Enfin, le troisième objectif

sera d’explorer les conséquences pour l’action de cette perspective de Grande Transition – d’imaginer les chemins plus ou moins tourmentés qui nous prépareront à ce basculement, d’en appréhender les conséquences, et d’identifier quelques formes d’action concrètes ou innovations qui devront être menées ou développées pour s’adapter ou conduire le changement – et ceci  à toutes  les échelles, de l’individu au collectif et au monde. Pour cela, après une première journée consacrée à une réflexion au niveau général, la journée du 25 mars 2017 donnera la parole aux acteurs sur le territoire – élus, entreprises, institutions, société civile… Elle devrait permettre- en misant sur la capacité des acteurs à innover et coopérer-, d’appréhender la « Grande Transition » comme une mise en mouvement, une dynamique de  transformation en émergence – avec ses risques et opportunités. Il s’agira collectivement d’explorer à cette échelle locale les meilleurs chemins possibles pour que ce qui peut apparaître un futur subi devienne une transition maîtrisée et désirée.
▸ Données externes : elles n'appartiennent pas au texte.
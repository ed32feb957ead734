use std::sync::mpsc;
use std::thread;
use std::time::Duration;

use flowkeep::config::Config;
use flowkeep::message::Message;
use flowkeep::runtime::input::Feed;
use flowkeep::Scope;

/// `close_epoch` (spec.md §6, `SPEC_FULL.md` §11.1) lets an `Input` vertex
/// retire the pointstamp for the epoch it just finished and open the next
/// one, all without the worker ever seeing the two occurrences as anything
/// but an ordinary `IncreOc`/`DecreOc` pair. This drives two epochs through
/// a real worker and checks nothing downstream notices anything unusual.
#[test]
fn close_epoch_advances_without_disrupting_delivery() {
    let _ = env_logger::try_init();
    let mut scope = Scope::new();
    let (input, feed) = scope.new_input();

    let (tx, rx) = mpsc::channel();
    scope.inspect(input, move |msg, ts| {
        tx.send((ts.epoch, String::from_utf8_lossy(msg.as_bytes()).to_string())).unwrap();
        Ok(())
    });

    let (mut worker, cancel, handles) = scope.build(Config::default());
    let worker_thread = thread::spawn(move || worker.run());

    feed.send(Feed::Advance { epoch: 0, message: Message::from_str("zero") }).unwrap();
    assert_eq!(rx.recv_timeout(Duration::from_secs(2)).unwrap(), (0, "zero".to_string()));

    feed.send(Feed::CloseEpoch(0)).unwrap();

    feed.send(Feed::Advance { epoch: 1, message: Message::from_str("one") }).unwrap();
    assert_eq!(rx.recv_timeout(Duration::from_secs(2)).unwrap(), (1, "one".to_string()));

    feed.send(Feed::Close).unwrap();
    cancel.cancel();
    worker_thread.join().unwrap().unwrap();
    for h in handles {
        let _ = h.join();
    }
}

/// A `CloseEpoch` for an epoch other than the one currently open is a
/// protocol-level mismatch: it's logged and ignored rather than corrupting
/// the open-epoch tracking, so a subsequent correct `CloseEpoch` still works.
#[test]
fn close_epoch_mismatch_is_ignored_not_fatal() {
    let _ = env_logger::try_init();
    let mut scope = Scope::new();
    let (input, feed) = scope.new_input();

    let (tx, rx) = mpsc::channel();
    scope.inspect(input, move |msg, ts| {
        tx.send((ts.epoch, String::from_utf8_lossy(msg.as_bytes()).to_string())).unwrap();
        Ok(())
    });

    let (mut worker, cancel, handles) = scope.build(Config::default());
    let worker_thread = thread::spawn(move || worker.run());

    // Wrong epoch: open epoch is 0, not 7. Ignored.
    feed.send(Feed::CloseEpoch(7)).unwrap();

    feed.send(Feed::Advance { epoch: 0, message: Message::from_str("still-zero") }).unwrap();
    assert_eq!(rx.recv_timeout(Duration::from_secs(2)).unwrap(), (0, "still-zero".to_string()));

    feed.send(Feed::Close).unwrap();
    cancel.cancel();
    worker_thread.join().unwrap().unwrap();
    for h in handles {
        let _ = h.join();
    }
}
[1] Pitirim Sorokin, « The crisis of ou rage ; quatre volumes, 1937 (volumes 1-3) et 1941 (volume 4) ;

[2] Une rupture évoquée, par exemple par Pascal Picq  dans son article « Il est l’heure de bâtir un nouvel humanisme », revue Acteurs de l’économie, La Tribune, n°132- octobre 2016 ou Joël de Rosnay dans son dernier ouvrage « Je cherche à comprendre, les codes cachés de la nature », Les liens qui libèrent, octobre 2016 ;

[3] Paul Raskin, Tariq Banuri, Gilberto Gallopin, Pablo Gutman, Al  Hammond, Robert  Kates, Rob Swart, “Great Transition The Promise and Lure of the Times Aheazd”,  A report of the Global Scenario Group, Stockholm Environment Institute, 2002 ;

[4] Stephen Spratt et alii, New Economics Foundation, 2010 ;

[5] Selon la définition qu’en donne Pascal Chabot dans son ouvrage « L’âge des transitons »,  PUF, 2015.